Source data:
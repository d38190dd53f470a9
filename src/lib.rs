//! dicebayes: biased and unbiased die simulation with Dirichlet-multinomial
//! Bayesian estimation.
//!
//! Roll a die through a [`Sampler`], accumulate face counts, then turn a
//! Dirichlet prior plus those counts into a posterior and two point
//! estimates of the face probabilities.
//!
//! # Quick Start
//!
//! ```
//! use dicebayes::prelude::*;
//!
//! // Roll the biased die (face 6 comes up 30% of the time)
//! let mut die = Sampler::seeded(DiceMode::Biased, 42);
//! let counts = tally(&die.roll_many(10_000)).unwrap();
//!
//! // Uniform prior, one pseudo-roll spread over the faces
//! let prior = [1.0 / 6.0; 6];
//! let observed = counts_as_f64(&counts);
//!
//! let posterior = compute_posterior(&prior, &observed).unwrap();
//! let mean = compute_bayes_estimator(&posterior).unwrap();
//! let map = compute_map_estimator(&prior, &observed).unwrap();
//!
//! assert!((mean[5] - 0.30).abs() < 0.02);
//! assert!((map[5] - 0.30).abs() < 0.02);
//! ```
//!
//! # Modules
//!
//! - [`sampler`]: Distribution factory, weighted and uniform die samplers
//! - [`frequency`]: Empirical face probabilities from counts
//! - [`bayesian`]: Posterior, Bayes (mean) and MAP estimators, Dirichlet model
//! - [`session`]: Per-die roll histories and concurrent tallies
//! - [`report`]: Combined per-die analysis
//! - [`config`]: Weights, priors, theme and seed as explicit configuration
//! - [`cli`]: The `dicebayes` command-line interface
//! - [`logging`]: Tracing subscriber setup for the binary

pub mod bayesian;
pub mod cli;
pub mod config;
pub mod error;
pub mod faces;
pub mod frequency;
pub mod logging;
pub mod prelude;
pub mod report;
pub mod sampler;
pub mod session;

pub use error::{DiceError, Result};
pub use faces::NUM_FACES;
pub use sampler::{create_sampler, DiceMode, Sampler};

→ YOUR GOAL: A faithful copy is required of the lines from the one with "pub mod error;" through the last line of the data; please add nothing.

→ EXERCISE ANSWER:
pub mod error;
pub mod faces;
pub mod frequency;
pub mod logging;
pub mod prelude;
pub mod report;
pub mod sampler;
pub mod session;

pub use error::{DiceError, Result};
pub use faces::NUM_FACES;
pub use sampler::{create_sampler, DiceMode, Sampler};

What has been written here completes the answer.